Thinking, decision-making, problem framing, and assessing AI outputs are emerging as critical workplace skills, as the onus of decision-making does not disappear when AI does much of the underlying work.
For companies, it is important that AI adoption does not dilute the critical skill of questioning and improving AI outputs. For workers, working with AI without losing independent thinking could become a critical workplace skill.
A good follow-up to this story would explore how susceptible certain jobs are to skill erosion and what human skills employers want in 2027.
1.Why is critical thinking important in AI-driven workplaces?
Critical thinking helps employees evaluate AI outputs, identify errors, question assumptions, and make informed decisions instead of accepting results automatically.
2.How is AI contributing to workplace skill erosion?
Employees may practice certain cognitive skills less when AI increasingly handles research, analysis, writing, recommendations, and other knowledge-based tasks.
3.What skills should employees develop alongside AI literacy?

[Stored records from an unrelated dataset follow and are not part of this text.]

//! Persistent menu history.

use anyhow::Result;
use rustyline::config::Configurer;
use rustyline::history::FileHistory;
use rustyline::{Editor, Helper};
use std::path::PathBuf;

#[derive(Debug, Clone)]
pub struct HistoryConfig {
    /// Path to the history file.
    pub path: PathBuf,
    /// Maximum number of entries to keep.
    pub max_entries: usize,
}

impl Default for HistoryConfig {
    fn default() -> Self {
        Self {
            path: PathBuf::from("history"),
            max_entries: 1000,
        }
    }
}

impl HistoryConfig {
    pub fn new(path: PathBuf) -> Self {
        Self {
            path,
            ..Default::default()
        }
    }

    pub fn with_max_entries(mut self, max: usize) -> Self {
        self.max_entries = max;
        self
    }

    /// Applies the size limit and loads any existing history.
    pub fn load_into<H: Helper>(&self, editor: &mut Editor<H, FileHistory>) -> Result<()> {
        editor.set_max_history_size(self.max_entries)?;
        editor.set_history_ignore_dups(true)?;

        if self.path.exists() {
            if let Err(e) = editor.load_history(&self.path) {
                log::warn!("Could not load history: {}", e);
            } else {
                log::debug!("Loaded history from {}", self.path.display());
            }
        }
        Ok(())
    }

    /// Writes the history file, creating its directory if needed.
    pub fn save_from<H: Helper>(&self, editor: &mut Editor<H, FileHistory>) -> Result<()> {
        if let Some(parent) = self.path.parent() {
            if !parent.as_os_str().is_empty() && !parent.exists() {
                std::fs::create_dir_all(parent)?;
            }
        }
        editor.save_history(&self.path)?;
        log::debug!("Saved history to {}", self.path.display());
        Ok(())
    }
}
//! Register command implementation.

use crate::error::Error;
use crate::shell::command::{Command, CommandResult, ShellContext};

/// Command to register a new user.
pub struct RegisterCommand;

impl RegisterCommand {
    fn run(&self, ctx: &mut ShellContext) -> anyhow::Result<CommandResult> {
        let username = ctx.ask("New Username: ")?;
        if ctx.app.users().contains(&username) {
            return Err(Error::UsernameTaken(username).into());
        }

        let password = ctx.prompt.read_secret("New Password: ")?;
        let confirm = ctx.prompt.read_secret("Confirm Password: ")?;

        if let Err(e) = ctx.app.register(&username, &password, &confirm) {
            return Ok(CommandResult::error(format!(
                "{} User registration failed.",
                e
            )));
        }

        if let Ok(mut trie) = ctx.user_trie.write() {
            trie.insert(&username);
        }
        Ok(CommandResult::success("User registration successful."))
    }
}

impl Command for RegisterCommand {
    fn name(&self) -> &str {
        "r"
    }

    fn aliases(&self) -> &[&str] {
        &["register"]
    }

    fn description(&self) -> &str {
        "Register a user"
    }

    fn help(&self) -> &str {
        "Register a new user.\n\n\
         Prompts for a username, which must not exist yet, then for the\n\
         password twice. The user file is updated immediately."
    }

    fn execute(&self, _args: &[&str], ctx: &mut ShellContext) -> CommandResult {
        CommandResult::from_outcome(self.run(ctx))
    }
}
//! Shell module - rustyline-based interactive menu.
//!
//! This module provides:
//! - The login loop
//! - The menu loop with completion, highlighting, hints and history
//! - The menu commands (see [`commands`])

pub mod command;
pub mod commands;
pub mod completer;
pub mod highlighter;
pub mod hints;
pub mod history;
pub mod prompt;

use anyhow::Result;
use rustyline::completion::Completer;
use rustyline::error::ReadlineError;
use rustyline::highlight::Highlighter;
use rustyline::hint::Hinter;
use rustyline::history::FileHistory;
use rustyline::validate::Validator;
use rustyline::{Context, Editor, Helper};
use std::borrow::Cow;
use std::sync::{Arc, RwLock};

use crate::app::App;
use crate::logging::timed;
use crate::trie::Trie;
use crate::users::UserStore;

use command::{CommandRegistry, CommandResult, ShellContext};
use commands::{register_all, render_menu};
use completer::MenuCompleter;
use highlighter::{MenuHighlighter, OutputHighlighter};
use hints::MenuHinter;
use history::HistoryConfig;
use prompt::{Prompt, is_cancelled};

/// The prompt displayed on the menu line.
const PROMPT: &str = "taskmgr> ";

/// Combined rustyline helper for the menu line.
pub struct MenuHelper {
    completer: MenuCompleter,
    highlighter: MenuHighlighter,
    hinter: MenuHinter,
}

impl MenuHelper {
    pub fn new(registry: Arc<CommandRegistry>) -> Self {
        Self {
            completer: MenuCompleter::new(Arc::clone(&registry)),
            highlighter: MenuHighlighter::new(Arc::clone(&registry)),
            hinter: MenuHinter::new(registry),
        }
    }
}

impl Completer for MenuHelper {
    type Candidate = rustyline::completion::Pair;

    fn complete(
        &self,
        line: &str,
        pos: usize,
        ctx: &Context<'_>,
    ) -> rustyline::Result<(usize, Vec<Self::Candidate>)> {
        self.completer.complete(line, pos, ctx)
    }
}

impl Highlighter for MenuHelper {
    fn highlight<'l>(&self, line: &'l str, pos: usize) -> Cow<'l, str> {
        self.highlighter.highlight(line, pos)
    }

    fn highlight_prompt<'b, 's: 'b, 'p: 'b>(
        &'s self,
        prompt: &'p str,
        default: bool,
    ) -> Cow<'b, str> {
        self.highlighter.highlight_prompt(prompt, default)
    }

    fn highlight_hint<'h>(&self, hint: &'h str) -> Cow<'h, str> {
        self.highlighter.highlight_hint(hint)
    }

    fn highlight_candidate<'c>(
        &self,
        candidate: &'c str,
        completion: rustyline::CompletionType,
    ) -> Cow<'c, str> {
        self.highlighter.highlight_candidate(candidate, completion)
    }

    fn highlight_char(&self, line: &str, pos: usize, kind: rustyline::highlight::CmdKind) -> bool {
        self.highlighter.highlight_char(line, pos, kind)
    }
}

impl Hinter for MenuHelper {
    type Hint = String;

    fn hint(&self, line: &str, pos: usize, ctx: &Context<'_>) -> Option<Self::Hint> {
        self.hinter.hint(line, pos, ctx)
    }
}

impl Validator for MenuHelper {}

impl Helper for MenuHelper {}

/// Configuration for the shell.
pub struct ShellConfig {
    pub history: HistoryConfig,
    /// Whether to print the menu when the shell starts.
    pub show_menu: bool,
}

impl Default for ShellConfig {
    fn default() -> Self {
        Self {
            history: HistoryConfig::default(),
            show_menu: true,
        }
    }
}

/// The interactive shell.
pub struct Shell {
    registry: Arc<CommandRegistry>,
    /// Known usernames, shared with the follow-up prompt's completer.
    user_trie: Arc<RwLock<Trie>>,
    config: ShellConfig,
}

impl Shell {
    pub fn new() -> Self {
        Self::with_config(ShellConfig::default())
    }

    pub fn with_config(config: ShellConfig) -> Self {
        let mut registry = CommandRegistry::new();
        register_all(&mut registry);

        Self {
            registry: Arc::new(registry),
            user_trie: Arc::new(RwLock::new(Trie::new())),
            config,
        }
    }

    /// Shared username trie, for wiring up a [`prompt::TerminalPrompt`].
    pub fn user_trie(&self) -> Arc<RwLock<Trie>> {
        Arc::clone(&self.user_trie)
    }

    fn init_user_trie(&self, users: &UserStore) {
        if let Ok(mut trie) = self.user_trie.write() {
            trie.clear();
            for name in users.usernames() {
                trie.insert(name);
            }
            log::debug!("Initialized user trie with {} entries", trie.len());
        }
    }

    /// Asks for credentials until a login succeeds.
    ///
    /// Returns `false` if input ends before anyone logs in.
    pub fn login(&self, app: &mut App, prompt: &mut dyn Prompt) -> Result<bool> {
        self.init_user_trie(app.users());

        loop {
            prompt.say("LOGIN");
            let username = match prompt.read_line("Username: ") {
                Ok(line) => line,
                Err(e) if is_cancelled(&e) => continue,
                Err(_) => return Ok(false),
            };
            let password = match prompt.read_secret("Password: ") {
                Ok(line) => line,
                Err(e) if is_cancelled(&e) => continue,
                Err(_) => return Ok(false),
            };

            match app.login(username.trim(), &password) {
                Ok(()) => {
                    prompt.say(&OutputHighlighter::success("Login Successful!"));
                    return Ok(true);
                }
                Err(_) => {
                    prompt.say(&OutputHighlighter::error("Invalid username or password."));
                }
            }
        }
    }

    /// Runs the menu loop until the user exits.
    pub fn run(&self, app: &mut App, prompt: &mut dyn Prompt) -> Result<()> {
        let helper = MenuHelper::new(Arc::clone(&self.registry));
        let mut editor: Editor<MenuHelper, FileHistory> = Editor::new()?;
        editor.set_helper(Some(helper));
        self.config.history.load_into(&mut editor)?;

        if self.config.show_menu {
            println!("{}", render_menu(&self.registry));
        }

        log::info!("Shell started");

        loop {
            match editor.readline(PROMPT) {
                Ok(line) => {
                    let line = line.trim();
                    if line.is_empty() {
                        continue;
                    }
                    let _ = editor.add_history_entry(line);

                    match self.execute_line(line, app, prompt) {
                        CommandResult::Success(Some(msg)) => println!("{}", msg),
                        CommandResult::Success(None) => {}
                        CommandResult::Error(msg) => {
                            eprintln!("{}", OutputHighlighter::error(&msg));
                        }
                        CommandResult::Exit => break,
                    }
                }
                Err(ReadlineError::Interrupted) => {
                    println!("^C");
                    log::debug!("Interrupted (Ctrl-C)");
                }
                Err(ReadlineError::Eof) => {
                    println!("e");
                    log::info!("EOF received (Ctrl-D)");
                    // Input is gone, so leave even if the save failed.
                    if let CommandResult::Error(msg) = self.execute_line("e", app, prompt) {
                        eprintln!("{}", OutputHighlighter::error(&msg));
                    }
                    break;
                }
                Err(err) => {
                    eprintln!("{}", OutputHighlighter::error(&format!("Error: {}", err)));
                    log::error!("Readline error: {}", err);
                    break;
                }
            }
        }

        if let Err(e) = self.config.history.save_from(&mut editor) {
            log::warn!("Failed to save history: {}", e);
        }

        log::info!("Shell exited");
        Ok(())
    }

    /// Parses and executes one menu line.
    pub fn execute_line(&self, line: &str, app: &mut App, prompt: &mut dyn Prompt) -> CommandResult {
        let mut parts = line.split_whitespace();
        let Some(cmd_name) = parts.next() else {
            return CommandResult::ok();
        };
        let args: Vec<&str> = parts.collect();

        log::debug!("Executing command: {} with args: {:?}", cmd_name, args);

        let Some(cmd) = self.registry.get(cmd_name) else {
            return CommandResult::error(format!(
                "Invalid option '{}'. Type 'help' to see available options.",
                cmd_name
            ));
        };
        if args.len() > cmd.max_args() {
            return CommandResult::error(format!("Usage: {}", cmd.usage()));
        }

        let mut ctx =
            ShellContext::new(app, prompt, &self.user_trie).with_registry(&self.registry);
        timed(&format!("Command '{}'", cmd.name()), || {
            cmd.execute(&args, &mut ctx)
        })
    }
}

impl Default for Shell {
    fn default() -> Self {
        Self::new()
    }
}
//! View-all command implementation.

use crate::shell::command::{Command, CommandResult, ShellContext};
use crate::task::TaskCard;

/// Command to list every task.
pub struct ViewAllCommand;

impl Command for ViewAllCommand {
    fn name(&self) -> &str {
        "va"
    }

    fn aliases(&self) -> &[&str] {
        &["view-all"]
    }

    fn description(&self) -> &str {
        "View all tasks"
    }

    fn execute(&self, _args: &[&str], ctx: &mut ShellContext) -> CommandResult {
        let tasks = ctx.app.tasks().list_all();
        log::debug!("Listing {} tasks", tasks.len());

        if tasks.is_empty() {
            return CommandResult::success("There are no tasks yet.");
        }

        let cards = tasks
            .iter()
            .enumerate()
            .map(|(i, task)| TaskCard { number: i + 1, task }.to_string())
            .collect::<Vec<_>>()
            .join("\n");

        CommandResult::success(format!("Viewing all tasks:\n{}", cards))
    }
}
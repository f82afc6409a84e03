//! Application context: the two stores and the session, owned in one place.
//!
//! Every operation the shell offers goes through [`App`]. Mutations are
//! written through to disk before the call returns.

use chrono::NaiveDate;
use std::path::{Path, PathBuf};

use crate::error::{Error, Result};
use crate::report::{self, Report, ReportKind};
use crate::session::Session;
use crate::task::Task;
use crate::tasks::{TaskEdit, TaskStore};
use crate::users::UserStore;

/// Credential file name inside the data directory.
pub const USER_FILE: &str = "user.txt";
/// Task file name inside the data directory.
pub const TASK_FILE: &str = "tasks.txt";

/// Outcome of a statistics request.
#[derive(Debug)]
pub struct Statistics {
    /// Whether the reports had to be generated first.
    pub generated: bool,
    /// Report contents in display order; a failed read is a soft error.
    pub sections: Vec<(ReportKind, Result<String>)>,
}

#[derive(Debug)]
pub struct App {
    data_dir: PathBuf,
    users: UserStore,
    tasks: TaskStore,
    session: Session,
    fixed_today: Option<NaiveDate>,
}

impl App {
    /// Loads (or creates) the data files in `data_dir`.
    pub fn open(data_dir: impl Into<PathBuf>) -> Result<Self> {
        let data_dir = data_dir.into();
        let users = UserStore::load(data_dir.join(USER_FILE))?;
        let tasks = TaskStore::load(data_dir.join(TASK_FILE))?;

        log::info!(
            "Opened {} with {} users and {} tasks",
            data_dir.display(),
            users.len(),
            tasks.len()
        );

        Ok(Self {
            data_dir,
            users,
            tasks,
            session: Session::new(),
            fixed_today: None,
        })
    }

    /// Pins "today" to a fixed date instead of the local clock.
    pub fn with_today(mut self, today: NaiveDate) -> Self {
        self.fixed_today = Some(today);
        self
    }

    pub fn today(&self) -> NaiveDate {
        self.fixed_today
            .unwrap_or_else(|| chrono::Local::now().date_naive())
    }

    pub fn data_dir(&self) -> &Path {
        &self.data_dir
    }

    pub fn users(&self) -> &UserStore {
        &self.users
    }

    pub fn tasks(&self) -> &TaskStore {
        &self.tasks
    }

    pub fn session(&self) -> &Session {
        &self.session
    }

    pub fn current_user(&self) -> Result<&str> {
        self.session.user().ok_or(Error::NotLoggedIn)
    }

    pub fn login(&mut self, username: &str, password: &str) -> Result<()> {
        match self.users.authenticate(username, password) {
            Ok(()) => {
                self.session.begin(username);
                log::info!("User {} logged in", username);
                Ok(())
            }
            Err(e) => {
                log::info!("Login failed for {}: {}", username, e);
                Err(e)
            }
        }
    }

    pub fn register(&mut self, username: &str, password: &str, confirm: &str) -> Result<()> {
        self.current_user()?;
        self.users.register(username, password, confirm)
    }

    pub fn add_task(
        &mut self,
        assignee: &str,
        title: &str,
        description: &str,
        due_date: NaiveDate,
    ) -> Result<&Task> {
        self.current_user()?;
        let today = self.today();
        self.tasks
            .add(&self.users, assignee, title, description, due_date, today)
    }

    /// Tasks assigned to the logged-in user, with their global indices.
    pub fn my_tasks(&self) -> Result<Vec<(usize, &Task)>> {
        let user = self.current_user()?;
        Ok(self.tasks.list_for(user))
    }

    pub fn complete_task(&mut self, index: usize) -> Result<()> {
        self.current_user()?;
        self.tasks.mark_complete(index)
    }

    pub fn edit_task(&mut self, index: usize, edit: TaskEdit) -> Result<()> {
        self.current_user()?;
        self.tasks.edit(index, &self.users, edit)
    }

    /// Computes the statistics and rewrites both report files.
    pub fn generate_reports(&self) -> Result<Vec<PathBuf>> {
        let report = Report::compute(&self.users, self.tasks.list_all(), self.today());
        let paths = report.write_to(&self.data_dir)?;
        log::info!("Generated reports in {}", self.data_dir.display());
        Ok(paths)
    }

    /// Reads the reports back for display. Only `admin` may do this.
    pub fn statistics(&self) -> Result<Statistics> {
        if !self.session.is_admin() {
            return Err(Error::NotAdmin);
        }

        let generated = report::reports_missing(&self.data_dir);
        if generated {
            self.generate_reports()?;
        }

        let sections = ReportKind::ALL
            .iter()
            .map(|&kind| (kind, report::read_report(&self.data_dir, kind)))
            .collect();

        Ok(Statistics {
            generated,
            sections,
        })
    }

    /// Writes both stores back to disk.
    pub fn save_all(&mut self) -> Result<()> {
        self.tasks.save()?;
        self.users.save()
    }
}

Employees should strengthen critical thinking, problem framing, judgment, AI-output evaluation, communication, adaptability and decision-making to work effectively alongside AI systems.
4.How can companies prevent AI-related skill erosion?
Companies can provide continuous training, maintain human oversight, encourage independent problem-solving, and clearly define responsibilities across human and AI-driven workflows.
5.Will AI replace critical thinking in the workplace?
AI can support analysis and recommendations, but employees remain responsible for evaluating outputs, understanding context, making judgments, and handling complex decisions.